Бродский: Нет, там четырнадцать дворов всего и было. Но я вот что скажу. Когда я там вставал с рассветом и рано утром, часов в шесть, шел за нарядом в правление, то понимал, что в этот же самый час по всей, что называется, великой земле русской происходит то же самое: народ идет на работу. И я по праву ощущал свою принадлежность к этому народу. И это было колоссальное ощущение! Если с птичьего полета на эту картину взглянуть, то дух захватывает. Хрестоматийная Россия! Ну, разумеется, работа эта тяжелая, никто работать не любит, но люди там, в деревне, колоссально добрые и умные. То есть не то чтобы умные, но такие хитрые.

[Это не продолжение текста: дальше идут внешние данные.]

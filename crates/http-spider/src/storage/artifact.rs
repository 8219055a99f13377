use crate::error::StorageError;

/// Access mode applied to a directory in the store.
#[derive(Debug, Clone, Copy, PartialEq, Eq)]
pub enum Visibility {
    Public,
    /// Readable by the owner only.
    Private,
}

/// Storage the spider writes its README probe, debug log and artifacts to.
///
/// Names are `/`-separated paths relative to the store root.
pub trait ArtifactStore: Send + Sync {
    fn has(&self, name: &str) -> bool;

    /// Creates `name` with `contents`. Fails if it already exists.
    fn write(&self, name: &str, contents: &[u8]) -> Result<(), StorageError>;

    /// Appends to `name`, creating it when missing.
    fn append(&self, name: &str, contents: &[u8]) -> Result<(), StorageError>;

    fn read(&self, name: &str) -> Result<Vec<u8>, StorageError>;

    /// Creates directory `name`. Fails with `FileExists` if it is already there.
    fn create_dir(&self, name: &str) -> Result<(), StorageError>;

    fn set_visibility(&self, name: &str, visibility: Visibility) -> Result<(), StorageError>;
}
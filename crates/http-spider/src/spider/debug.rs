use chrono::{Local, Utc};
use tracing::debug;

use super::Spider;
use crate::error::StorageError;
use crate::storage::Visibility;

pub const README_FILE_NAME: &str = "README.md";
pub const DEBUG_LOG_FILE_NAME: &str = "debug.log";
pub const DEBUG_FILE_EXTENSION: &str = "dprc";

const MAX_RUN_DIRECTORY_ATTEMPTS: usize = 1000;

fn timestamp() -> String {
    Local::now().format("%Y-%m-%d %H:%M:%S").to_string()
}

/// Keeps a step label usable as a single file name.
fn sanitize_label(label: &str) -> String {
    label
        .chars()
        .map(|c| match c {
            '/' | '\\' | ':' => '_',
            c if c.is_control() => '_',
            c => c,
        })
        .collect()
}

impl Spider {
    /// Writes the README probe if it is missing, proving the store is writable.
    pub(super) fn create_readme_file(&self) -> Result<(), StorageError> {
        if self.store().has(README_FILE_NAME) {
            return Ok(());
        }

        let contents = format!("[{}] README.md file created.", timestamp());
        self.store()
            .write(README_FILE_NAME, contents.as_bytes())
            .map_err(|e| StorageError::ReadMeNotWritten {
                path: self.config.storage_path.clone(),
                source: Box::new(e),
            })
    }

    pub(super) fn create_log_file(&self) -> Result<(), StorageError> {
        let line = format!("[{}] Debug Log file created.\n", timestamp());
        self.store()
            .append(DEBUG_LOG_FILE_NAME, line.as_bytes())
            .map_err(|e| StorageError::WriteDebugLog(Box::new(e)))
    }

    /// Claims a fresh `run_{YmdHis}` directory. Spiders started within the
    /// same second get `_2`, `_3`, ... suffixes.
    pub(super) fn create_run_directory(&mut self) -> Result<(), StorageError> {
        let base = format!("run_{}", Local::now().format("%Y%m%d%H%M%S"));
        let mut name = base.clone();
        let mut attempt = 1;
        loop {
            match self.store().create_dir(&name) {
                Ok(()) => break,
                Err(StorageError::FileExists(_)) if attempt < MAX_RUN_DIRECTORY_ATTEMPTS => {
                    attempt += 1;
                    name = format!("{}_{}", base, attempt);
                }
                Err(e) => return Err(e),
            }
        }
        self.store().set_visibility(&name, Visibility::Private)?;

        self.log(&format!("Debug run directory was set to: {}", name))?;
        self.run_directory = Some(name);
        Ok(())
    }

    /// Emits `message` as a tracing event and, when debugging, appends it to the debug log.
    pub(crate) fn log(&self, message: &str) -> Result<(), StorageError> {
        debug!("{}", message);
        if !self.config.debug {
            return Ok(());
        }

        let line = format!("[{}] {}\n", timestamp(), message);
        self.store()
            .append(DEBUG_LOG_FILE_NAME, line.as_bytes())
            .map_err(|e| StorageError::WriteDebugLog(Box::new(e)))
    }

    /// Store name a debug artifact for `step_label` would be written to now.
    pub fn debug_artifact_name(&self, step_label: &str) -> String {
        let file = format!(
            "request_{}_{}.{}",
            Utc::now().timestamp(),
            sanitize_label(step_label),
            DEBUG_FILE_EXTENSION
        );
        match &self.run_directory {
            Some(dir) => format!("{}/{}", dir, file),
            None => file,
        }
    }

    /// Writes a response body to the run directory. No-op unless debugging.
    pub(crate) fn save_debug_artifact(
        &self,
        body: &[u8],
        step_label: &str,
    ) -> Result<Option<String>, StorageError> {
        if !self.config.debug {
            return Ok(None);
        }

        let name = self.debug_artifact_name(step_label);
        self.store()
            .write(&name, body)
            .map_err(|e| StorageError::WriteArtifact {
                step: step_label.to_string(),
                source: Box::new(e),
            })?;

        self.log(&format!("Response body written to {}", name))?;
        Ok(Some(name))
    }
}
//! README probe, debug log and per-step artifacts on the local filesystem.

mod common;

use std::sync::Arc;

use assert_fs::prelude::*;

use common::{ScriptedExecutor, TestHarness};
use http_spider::{
    FailureRule, LocalArtifactStore, Spider, SpiderConfig, SpiderError, Step, StorageError,
};

const LOGIN: &str = "https://example.com/login";
const ACCOUNT: &str = "https://example.com/account";

#[test]
fn test_readme_probe_written_once() {
    let harness = TestHarness::new();
    let first = harness.spider();
    let readme = first.readme_contents().unwrap();
    assert!(readme.starts_with('['));
    assert!(readme.ends_with("] README.md file created."));

    // A second spider on the same storage keeps the existing probe.
    let second = harness.spider();
    assert_eq!(second.readme_contents().unwrap(), readme);
}

#[test]
fn test_readme_probe_fails_on_unwritable_storage() {
    let temp = assert_fs::TempDir::new().unwrap();
    let blocker = temp.child("not-a-directory");
    blocker.write_str("plain file").unwrap();

    let result = Spider::new(
        SpiderConfig::new(blocker.path()),
        Arc::new(ScriptedExecutor::new()),
        Box::new(LocalArtifactStore::new(blocker.path())),
    );

    match result {
        Err(SpiderError::Storage(StorageError::ReadMeNotWritten { path, .. })) => {
            assert_eq!(path, blocker.path());
        }
        Err(other) => panic!("Expected ReadMeNotWritten, got {:?}", other),
        Ok(_) => panic!("Expected ReadMeNotWritten, got a spider"),
    }
}

#[tokio::test]
async fn test_debug_disabled_writes_no_debug_files() {
    let harness = TestHarness::new();
    harness.executor.respond(LOGIN, 200, "hello");

    let mut spider = harness.spider();
    spider.add_step("login", Step::get(LOGIN)).unwrap();
    spider.run().await.unwrap();

    assert!(harness.run_directories().is_empty());
    assert!(!harness.storage_dir.join("debug.log").exists());
    assert_eq!(TestHarness::file_names(&harness.storage_dir), vec!["README.md"]);
    assert!(matches!(
        spider.debug_log_contents(),
        Err(StorageError::DebugLogMissing)
    ));
}

#[tokio::test]
async fn test_debug_artifacts_named_per_step() {
    let harness = TestHarness::new();
    harness.executor.respond(LOGIN, 200, "<form>login</form>");
    harness.executor.respond(ACCOUNT, 200, "<h1>account</h1>");

    let mut spider = harness.debug_spider();
    spider.add_step("login", Step::get(LOGIN)).unwrap();
    spider.add_step("account", Step::get(ACCOUNT)).unwrap();
    spider.run().await.unwrap();

    let run_dirs = harness.run_directories();
    assert_eq!(run_dirs.len(), 1);
    let run_dir = &run_dirs[0];
    assert_eq!(
        run_dir.file_name().unwrap().to_str().unwrap(),
        spider.run_directory().unwrap()
    );

    let names = TestHarness::file_names(run_dir);
    assert_eq!(names.len(), 2);
    let login = names
        .iter()
        .find(|n| n.ends_with("_1_login.dprc"))
        .expect("login artifact");
    let account = names
        .iter()
        .find(|n| n.ends_with("_2_account.dprc"))
        .expect("account artifact");
    assert!(login.starts_with("request_"));

    let run_dir = assert_fs::fixture::ChildPath::new(run_dir);
    run_dir.child(login).assert("<form>login</form>");
    run_dir.child(account).assert("<h1>account</h1>");
}

#[cfg(unix)]
#[test]
fn test_run_directory_is_private() {
    use std::os::unix::fs::PermissionsExt;

    let harness = TestHarness::new();
    let spider = harness.debug_spider();
    let dir = harness.storage_dir.join(spider.run_directory().unwrap());

    let mode = std::fs::metadata(dir).unwrap().permissions().mode();
    assert_eq!(mode & 0o777, 0o700);
}

#[tokio::test]
async fn test_debug_log_records_the_run() {
    let harness = TestHarness::new();
    harness.executor.respond(LOGIN, 200, "Invalid password");

    let mut step = Step::post(LOGIN);
    step.add_failure_rule(FailureRule::regex("Invalid").unwrap(), Some("bad_login"));

    let mut spider = harness.debug_spider();
    spider.add_step("login", step).unwrap();
    assert!(spider.run().await.is_err());

    let log = spider.debug_log_contents().unwrap();
    assert!(log.starts_with('['));
    assert!(log.contains("Debug Log file created."));
    assert!(log.contains("Step added. [0] [login]"));
    assert!(log.contains("Failure rule [bad_login] triggered"));
    assert!(log.contains("Error in step [login]: bad_login"));

    // The rejected body is still kept as an artifact for inspection.
    let run_dir = harness.storage_dir.join(spider.run_directory().unwrap());
    let names = TestHarness::file_names(&run_dir);
    assert_eq!(names.len(), 1);
    assert!(names[0].ends_with("_1_login.dprc"));
}

#[tokio::test]
async fn test_step_names_cannot_escape_run_directory() {
    let harness = TestHarness::new();
    let mut spider = harness.debug_spider();
    spider.add_step("../../escape", Step::get(LOGIN)).unwrap();
    spider.run().await.unwrap();

    let run_dir = harness.storage_dir.join(spider.run_directory().unwrap());
    let names = TestHarness::file_names(&run_dir);
    assert_eq!(names.len(), 1);
    assert!(names[0].ends_with("_1_.._.._escape.dprc"));
}

#[tokio::test]
async fn test_fresh_debug_spider_on_same_storage() {
    let harness = TestHarness::new();
    harness.executor.respond(LOGIN, 200, "<form>login</form>");

    let mut first = harness.debug_spider();
    first.add_step("login", Step::get(LOGIN)).unwrap();
    first.run().await.unwrap();

    // A retry with a new spider, usually within the same second.
    let mut second = harness.debug_spider();
    second.add_step("login", Step::get(LOGIN)).unwrap();
    second.run().await.unwrap();

    assert_ne!(first.run_directory(), second.run_directory());
    let run_dirs = harness.run_directories();
    assert_eq!(run_dirs.len(), 2);
    for dir in run_dirs {
        let names = TestHarness::file_names(&dir);
        assert_eq!(names.len(), 1);
        assert!(names[0].ends_with("_1_login.dprc"));
    }
}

Вот что замечательно.
Волков: И как они к вам относились?
Бродский: Совершенно замечательно! Видите ли, у них там ни фельдшера не было, ничего. А у меня лекарства с собой кое-какие были. И я, как мог, их подлечивал – знаете, из старых своих медицинских амбиций. Давал им болеутоляющее, аспирин. Ничего этого у них там не было. Или за этим добром надо было ехать километров тридцать. Не всякий день поедешь. Потому что дороги, как полагается, чудовищные. У них ведь там и электричества не было, никаких там «лампочек Ильича».
Волков: При керосиновых лампах сидели?
Бродский: Керосин, свечи… Красиво очень… Особенно зимой, по ночам.
Волков: А крестьяне знали, за что вас сослали? Они знали, что вы пишете стихи?
Бродский: Знали. Сначала они думали, что я шпион. Потому что кто-то услышал по Би-би-си передачу – их можно было поймать на приемнике «Родина», который работал на батареях, знаете? И, значит, пустили слух, что я шпион. Но потом они поняли, что нет, совсем не шпион. Тогда они решили, что я за веру пострадал. Ну, это была с их стороны ошибка, и я объяснил им, что это не совсем так. А потом они просто привыкли ко мне, довольно быстро привыкли. В гости приглашали. И когда я оттуда по освобождении уезжал, то прощались со мной, я должен сказать, довольно трогательно.
Волков: А чем вы питались?
Бродский: Ну, там существовал магазин, сельпо, где продавались хлеб, водка и мыло, когда его привозили. Иногда появлялась мука, иногда – какие-то чудовищные рыбные консервы. Которые я один раз попробовал и – какой я ни был голодный – доесть никак не смог. Магазин этот, пока я там был, обновили. И вот я помню – абсолютно пустые прилавки и полки, новенькие такие. И только в одном углу – знаете, как в красном углу иконы? – сбились буханки хлеба и бутылки водки. И больше ничего нет!